El casting también juega un papel crucial. David McKenna, un actor norirlandés de 12 años que debuta profesionalmente, interpreta a Piggy, el personaje que representa la voz de la razón que intenta mantener el orden pero es ignorado por su apariencia. En lugar de convertirlo en una simple víctima trágica, McKenna le inyecta tal encanto y aplomo que hace aún más injusto el rechazo que sufre. Lox Pratt, por su parte, captura brillantemente la vulnerabilidad bajo la falsa bravuconería de Jack, el antagonista populista que desencadena el caos.
Una de las decisiones del guionista fue agregar flashbacks de la infancia de algunos personajes principales antes de la isla.

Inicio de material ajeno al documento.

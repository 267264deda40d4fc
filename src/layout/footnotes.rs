//! Footnote body and anchor resolution.
//!
//! Bodies sit in the bottom band of a page and open with a numeral,
//! either parenthesized or set small. Anchors are raised digit spans in
//! body text whose label matches a known body; they are rewritten to
//! `[^N]` so the renderer can emit Markdown footnote references.

use crate::layout::item::{Line, LineTag, PageLines};
use std::collections::HashSet;

#[derive(Debug, Clone)]
pub struct FootnoteConfig {
    /// Fraction of page height from the bottom that may hold bodies
    pub bottom_band: f32,
    /// Maximum marker size relative to the line's dominant size
    pub superscript_ratio: f32,
    /// Minimum baseline raise for an anchor, relative to line size
    pub raise_ratio: f32,
}

impl Default for FootnoteConfig {
    fn default() -> Self {
        Self {
            bottom_band: 0.25,
            superscript_ratio: 0.75,
            raise_ratio: 0.15,
        }
    }
}

/// Tag footnote bodies and rewrite matching anchors across all pages.
pub fn resolve_footnotes(pages: &mut [PageLines], config: &FootnoteConfig) {
    let mut labels: HashSet<String> = HashSet::new();

    for page in pages.iter_mut() {
        let band_top = page.height * config.bottom_band;
        for line in &mut page.lines {
            if line.tag != LineTag::Plain || line.is_blank() || line.y > band_top {
                continue;
            }
            if let Some((label, content)) = split_footnote_body(line, config) {
                line.tag = LineTag::FootnoteBody {
                    label: label.clone(),
                };
                line.text = content;
                labels.insert(label);
            }
        }
    }
    if labels.is_empty() {
        return;
    }

    for page in pages.iter_mut() {
        for line in &mut page.lines {
            if line.tag != LineTag::Plain {
                continue;
            }
            rewrite_anchors(line, &labels, config);
        }
    }
}

/// Split a body line into its label and remaining content.
fn split_footnote_body(line: &Line, config: &FootnoteConfig) -> Option<(String, String)> {
    let text = line.text.trim_start();

    // "(12) Note text" form.
    if let Some(rest) = text.strip_prefix('(') {
        if let Some((digits, content)) = rest.split_once(')') {
            if is_label(digits) && !content.trim().is_empty() {
                return Some((digits.to_string(), content.trim().to_string()));
            }
        }
    }

    // Leading small digit span, the superscript-style marker.
    let first = line.spans.first()?;
    let label = first.text.trim();
    if is_label(label) && first.font_size <= line.height * config.superscript_ratio {
        let content = text.strip_prefix(label)?.trim();
        if !content.is_empty() {
            return Some((label.to_string(), content.to_string()));
        }
    }
    None
}

/// Replace raised digit spans whose label has a body with `[^N]`.
fn rewrite_anchors(line: &mut Line, labels: &HashSet<String>, config: &FootnoteConfig) {
    let min_y = line.y + line.height * config.raise_ratio;
    let max_size = line.height * config.superscript_ratio;
    let mut changed = false;

    for span in &mut line.spans {
        let label = span.text.trim();
        if !is_label(label) || !labels.contains(label) {
            continue;
        }
        if span.font_size <= max_size && span.y >= min_y {
            span.text = format!("[^{}]", label);
            changed = true;
        }
    }
    if changed {
        line.refresh_text();
    }
}

fn is_label(text: &str) -> bool {
    !text.is_empty() && text.len() <= 3 && text.chars().all(|c| c.is_ascii_digit())
}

Si bien estos detalles funcionan adecuadamente, el verdadero poder perturbador de "El señor de las moscas" reside en que estos personajes y sus dinámicas son tan universales, tan arquetípicos, que no necesitaban esa capa adicional para resonar. Ralph, el líder electo que parece decente pero sucumbe rápidamente al conformismo social cuando se burla de Piggy, es un ejemplo perfecto de cómo la serie revela verdades incómodas sobre la naturaleza humana.

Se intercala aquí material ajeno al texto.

/// Yields frames until the source reports it is closed.
///
/// Failed attempts are skipped, not surfaced. With a source that never
/// reports closed this iterator does not end on its own.
impl<S: ByteSource> Iterator for Framer<S> {
    type Item = Frame;

    fn next(&mut self) -> Option<Frame> {
        loop {
            if let Some(frame) = self.receive() {
                return Some(frame);
            }
            if self.is_exhausted() {
                return None;
            }
        }
    }
}

impl<S> std::fmt::Debug for Framer<S> {
    fn fmt(&self, f: &mut std::fmt::Formatter<'_>) -> std::fmt::Result {
        f.debug_struct("Framer")
            .field("config", &self.config)
            .field("stats", &self.stats)
            .field("raw_sink", &self.raw_sink.is_some())
            .finish_non_exhaustive()
    }
}

#[cfg(test)]
mod tests {
    use std::sync::{Arc, Mutex};

    use bytes::{Bytes, BytesMut};
    use telemlink_transport::{FnSource, SliceSource};

    use super::*;
    use crate::codec::encode_frame;

    const VECTOR: &[u8] = b"\x55\x15\x00\xda\x05\x0d\x9a\x99\x81\x41\x00\x40\xbb\x43\x51\x89\xda\x44\x0e\xeb\x4f";

    fn framer_over(bytes: &[u8]) -> Framer<SliceSource> {
        Framer::new(SliceSource::new(Bytes::copy_from_slice(bytes)))
    }

    fn wire(frames: &[(u16, u16, &[u8])]) -> Vec<u8> {
        let mut buf = BytesMut::new();
        for (msg_type, sender, payload) in frames {
            encode_frame(*msg_type, *sender, payload, &mut buf).unwrap();
        }
        buf.to_vec()
    }

    #[test]
    fn receive_known_vector() {
        let mut framer = framer_over(VECTOR);
        let frame = framer.receive().unwrap();

        assert_eq!(frame.msg_type(), 0x15);
        assert_eq!(frame.sender(), 1498);
        assert_eq!(frame.length(), 13);
        assert_eq!(frame.crc(), 0x4FEB);
        assert_eq!(frame.payload().as_ref(), &VECTOR[6..19]);
    }

    #[test]
    fn receive_empty_source() {
        assert!(framer_over(b"").receive().is_none());
    }

    #[test]
    fn receive_single_non_preamble_byte() {
        let mut framer = framer_over(b"\x01");
        assert!(framer.receive().is_none());
        assert_eq!(framer.stats().skipped_bytes, 1);
    }

    #[test]
    fn receive_zeroed_crc_is_none() {
        let mut bad = VECTOR.to_vec();
        let n = bad.len();
        bad[n - 2..].copy_from_slice(&[0x00, 0x00]);

        let mut framer = framer_over(&bad);
        assert!(framer.receive().is_none());
        assert_eq!(framer.stats().crc_errors, 1);
    }

    #[test]
    fn noise_without_preamble_is_fully_consumed() {
        let noise: Vec<u8> = (0u8..=255).filter(|b| *b != PREAMBLE).collect();
        let mut framer = framer_over(&noise);

        assert!(framer.receive().is_none());
        assert_eq!(framer.stats().skipped_bytes, noise.len() as u64);
        assert!(framer.is_exhausted());
        assert_eq!(framer.get_ref().remaining(), 0);
    }

    #[test]
    fn noise_before_frame_is_skipped() {
        let mut bytes = vec![0x00, 0xFF, 0x13, 0x37];
        bytes.extend_from_slice(VECTOR);

        let mut framer = framer_over(&bytes);
        let frame = framer.receive().unwrap();
        assert_eq!(frame.msg_type(), 0x15);
        assert_eq!(framer.stats().skipped_bytes, 4);
    }

    #[test]
    fn every_crc_bit_flip_is_rejected() {
        let n = VECTOR.len();
        for byte in [n - 2, n - 1] {
            for bit in 0..8 {
                let mut corrupted = VECTOR.to_vec();
                corrupted[byte] ^= 1 << bit;
                assert!(
                    framer_over(&corrupted).receive().is_none(),
                    "flip of byte {byte} bit {bit} went undetected"
                );
            }
        }
    }

    #[test]
    fn corrupt_frame_does_not_poison_the_next_one() {
        let mut bytes = wire(&[(0x0100, 7, b"first")]);
        let last = bytes.len() - 1;
        bytes[last] ^= 0xFF;
        bytes.extend(wire(&[(0x0200, 7, b"second")]));

        let mut framer = framer_over(&bytes);
        assert!(framer.receive().is_none());

        let frame = framer.receive().unwrap();
        assert_eq!(frame.msg_type(), 0x0200);
        assert_eq!(frame.payload().as_ref(), b"second");
        assert_eq!(
            framer.stats(),
            FramerStats {
                frames: 1,
                crc_errors: 1,
                truncated: 0,
                skipped_bytes: 0,
            }
        );
    }

    #[test]
    fn discarded_candidate_is_not_rescanned() {
        // A valid frame hidden inside the payload of a corrupt one is lost
        // along with its container.
        let inner = wire(&[(0x0033, 1, b"x")]);
        let mut outer = wire(&[(0x0044, 1, &inner)]);
        let last = outer.len() - 1;
        outer[last] ^= 0x01;

        let mut framer = framer_over(&outer);
        assert!(framer.receive().is_none());
        assert!(framer.receive().is_none());
        assert!(framer.is_exhausted());
    }

    #[test]
    fn truncation_at_each_boundary_yields_none() {
        for cut in 1..VECTOR.len() {
            let mut framer = framer_over(&VECTOR[..cut]);
            assert!(framer.receive().is_none(), "cut at {cut} produced a frame");
            assert_eq!(framer.stats().truncated, 1, "cut at {cut}");
        }
    }

    #[test]
    fn empty_payload_frame() {
        let bytes = wire(&[(0x00FF, 0x1234, b"")]);
        let frame = framer_over(&bytes).receive().unwrap();

        assert_eq!(frame.msg_type(), 0x00FF);
        assert_eq!(frame.sender(), 0x1234);
        assert_eq!(frame.length(), 0);
        assert!(frame.payload().is_empty());
    }

    #[test]
    fn maximum_payload_frame() {
        let payload = vec![PREAMBLE; 255];
        let bytes = wire(&[(0xFFFF, 0xFFFF, &payload)]);
        let frame = framer_over(&bytes).receive().unwrap();

        assert_eq!(frame.length(), 255);
        assert_eq!(frame.payload().as_ref(), payload.as_slice());
    }

    #[test]
    fn short_read_mid_frame_is_none() {
        let mut chunks = vec![
            Bytes::from_static(&[PREAMBLE]),
            Bytes::copy_from_slice(&VECTOR[1..4]),
        ]
        .into_iter();
        let source = FnSource::new(move |_n| chunks.next().unwrap_or_default());

        let mut framer = Framer::new(source);
        assert!(framer.receive().is_none());
        assert!(!framer.is_exhausted());
        assert_eq!(framer.stats().truncated, 1);
    }

    #[test]
    fn iterator_yields_all_valid_frames() {
        let mut bytes = wire(&[(1, 10, b"a"), (2, 20, b"bb")]);
        bytes.extend_from_slice(b"\x00\x55\x01");
        bytes.extend(wire(&[(3, 30, b"ccc")]));

        let frames: Vec<Frame> = framer_over(&bytes).collect();
        let types: Vec<u16> = frames.iter().map(Frame::msg_type).collect();
        assert_eq!(types, vec![1, 2]);
    }

    #[test]
    fn iterator_over_clean_stream() {
        let bytes = wire(&[(1, 10, b"a"), (2, 20, b"bb"), (3, 30, b"ccc")]);
        let senders: Vec<u16> = framer_over(&bytes).map(|f| f.sender()).collect();
        assert_eq!(senders, vec![10, 20, 30]);
    }

    #[test]
    fn raw_sink_captures_valid_and_invalid_candidates() {
        let captured = Arc::new(Mutex::new(Vec::<Vec<u8>>::new()));
        let mut bad = VECTOR.to_vec();
        let n = bad.len();
        bad[n - 1] = 0x00;
        let mut bytes = bad.clone();
        bytes.extend_from_slice(VECTOR);
        bytes.extend_from_slice(&VECTOR[..5]);

        let sink = {
            let captured = Arc::clone(&captured);
            move |raw: &[u8]| captured.lock().unwrap().push(raw.to_vec())
        };
        let mut framer =
            Framer::with_raw_sink(SliceSource::new(Bytes::copy_from_slice(&bytes)), sink);

        assert!(framer.receive().is_none());
        assert!(framer.receive().is_some());
        assert!(framer.receive().is_none());

        let captured = captured.lock().unwrap();
        assert_eq!(captured.len(), 2);
        assert_eq!(captured[0], bad);
        assert_eq!(captured[1], VECTOR);
    }

    #[test]
    fn raw_sink_can_skip_invalid_candidates() {
        let captured = Arc::new(Mutex::new(0usize));
        let mut bytes = VECTOR.to_vec();
        let n = bytes.len();
        bytes[n - 1] = 0x00;
        bytes.extend_from_slice(VECTOR);

        let sink = {
            let captured = Arc::clone(&captured);
            move |_: &[u8]| *captured.lock().unwrap() += 1
        };
        let config = FramerConfig {
            capture_invalid: false,
        };
        let mut framer =
            Framer::with_config(SliceSource::new(Bytes::copy_from_slice(&bytes)), config)
                .raw_sink(sink);

        assert!(framer.receive().is_none());
        assert!(framer.receive().is_some());
        assert_eq!(*captured.lock().unwrap(), 1);
    }

    #[test]
    fn into_inner_returns_source_position() {
        let mut bytes = VECTOR.to_vec();
        bytes.extend_from_slice(b"tail");
        let mut framer = framer_over(&bytes);

        assert!(framer.receive().is_some());
        let source = framer.into_inner();
        assert_eq!(source.remaining(), 4);
    }

    /// Ignores the requested size and hands out whole scripted chunks.
    struct OversizedChunks(std::vec::IntoIter<Bytes>);

    impl ByteSource for OversizedChunks {
        fn read(&mut self, _n: usize) -> Bytes {
            self.0.next().unwrap_or_default()
        }
    }

    #[test]
    fn oversized_reads_never_produce_a_frame() {
        // Header claims one payload byte, the source hands back three.
        let header = Bytes::from_static(&[0x10, 0x00, 0x01, 0x00, 0x01]);
        let payload = Bytes::from_static(&[0xAA, 0xBB, 0xCC]);
        let crc = crate::codec::frame_crc(&header, &payload).to_le_bytes();
        let chunks = vec![
            Bytes::from_static(&[PREAMBLE]),
            header,
            payload,
            Bytes::copy_from_slice(&crc),
        ];
        let mut framer = Framer::new(OversizedChunks(chunks.into_iter()));

        assert!(framer.receive().is_none());
        assert_eq!(framer.stats().frames, 0);
        assert_eq!(framer.stats().truncated, 1);
    }

    #[test]
    fn oversized_sync_read_abandons_attempt() {
        let chunks = vec![Bytes::copy_from_slice(VECTOR)];
        let mut framer = Framer::new(OversizedChunks(chunks.into_iter()));

        assert!(framer.receive().is_none());
        assert_eq!(framer.stats().frames, 0);
        assert_eq!(framer.stats().truncated, 1);
    }
}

Aunque la miniserie se centra en niños y conserva la ambientación de época del libro original con su jerga aristocrática británica, dista mucho de ser entretenimiento infantil. Sin embargo, es precisamente el tipo de serie que familias de múltiples generaciones pueden ver juntas, porque cada uno puede extraer lecciones distintas de ella. La adaptación resultó fresca y diferente, ni nostálgica ni completamente reinventada, sino un equilibrio que respeta la fuente mientras la presenta con ojos contemporáneos.